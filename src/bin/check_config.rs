use clap::Parser;
use howto_bot::utils::logger;
use howto_bot::utils::validation::Validate;
use howto_bot::{ConfluenceClient, Settings};

#[derive(Parser)]
#[command(name = "check-config")]
#[command(about = "Show which services are configured, with secrets redacted")]
struct Args {
    /// Also try to reach Confluence with the configured credentials
    #[arg(long)]
    connect: bool,

    #[arg(short, long)]
    config: Option<String>,

    #[arg(short, long)]
    verbose: bool,
}

/// Keeps the first four characters of a secret.
fn redact(secret: &str) -> String {
    let visible: String = secret.chars().take(4).collect();
    if secret.chars().count() <= 8 {
        "****".to_string()
    } else {
        format!("{}****", visible)
    }
}

fn status<T>(name: &str, result: &howto_bot::Result<T>) -> bool {
    match result {
        Ok(_) => {
            println!("✅ {}", name);
            true
        }
        Err(e) => {
            println!("❌ {}: {}", name, e.user_friendly_message());
            println!("   💡 {}", e.recovery_suggestion());
            false
        }
    }
}

#[tokio::main]
async fn main() -> anyhow::Result<()> {
    let args = Args::parse();
    logger::init_cli_logger(args.verbose);

    let settings = Settings::load(args.config.as_deref())?;
    println!("Output directory: {}", settings.output_dir());
    println!("HTTP timeout: {}s", settings.timeout_seconds());
    if let Err(e) = settings.validate() {
        println!("❌ {}", e.user_friendly_message());
    }
    println!();

    let analysis = settings.analysis_settings();
    if status("Analysis (Bedrock)", &analysis) {
        if let Ok(a) = &analysis {
            println!("   endpoint: {}", a.endpoint);
            println!("   model:    {}", a.model_id);
            println!("   token:    {}", redact(&a.api_token));
        }
    }

    let warehouse = settings.warehouse_settings();
    if status("Warehouse (Redshift Data API)", &warehouse) {
        if let Ok(w) = &warehouse {
            println!("   endpoint: {}", w.endpoint);
            println!("   cluster:  {} / {} as {}", w.cluster_id, w.database, w.user);
            println!("   token:    {}", redact(&w.api_token));
        }
    }

    let quicksight = settings.quicksight_settings();
    if status("Dashboards (QuickSight)", &quicksight) {
        if let Ok(q) = &quicksight {
            println!("   endpoint: {}", q.endpoint);
            println!("   account:  {}", q.account_id);
            println!("   token:    {}", redact(&q.api_token));
        }
    }

    let publish = settings.publish_settings();
    if status("Publishing (Confluence)", &publish) {
        if let Ok(p) = &publish {
            println!("   url:      {}", p.url);
            println!("   user:     {}", p.username);
            println!("   space:    {}", p.space_key);
            println!(
                "   parent:   {}",
                p.parent_page_id.as_deref().unwrap_or("(space root)")
            );
            println!("   token:    {}", redact(&p.api_token));
        }
    }

    if args.connect {
        println!();
        match &publish {
            Ok(p) => match ConfluenceClient::new(p)?.test_connection().await {
                Ok(user) => println!(
                    "🔗 Connected to Confluence as {}",
                    user.display_name.as_deref().unwrap_or(&p.username)
                ),
                Err(e) => {
                    e.report("Confluence connection");
                    std::process::exit(e.exit_code());
                }
            },
            Err(_) => println!("⏭️ Skipping connection test, Confluence is not configured"),
        }
    }

    Ok(())
}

■ Work to be completed: Search the records above for "command" and copy every line that has it.

■ Output:
#[command(name = "check-config")]
#[command(about = "Show which services are configured, with secrets redacted")]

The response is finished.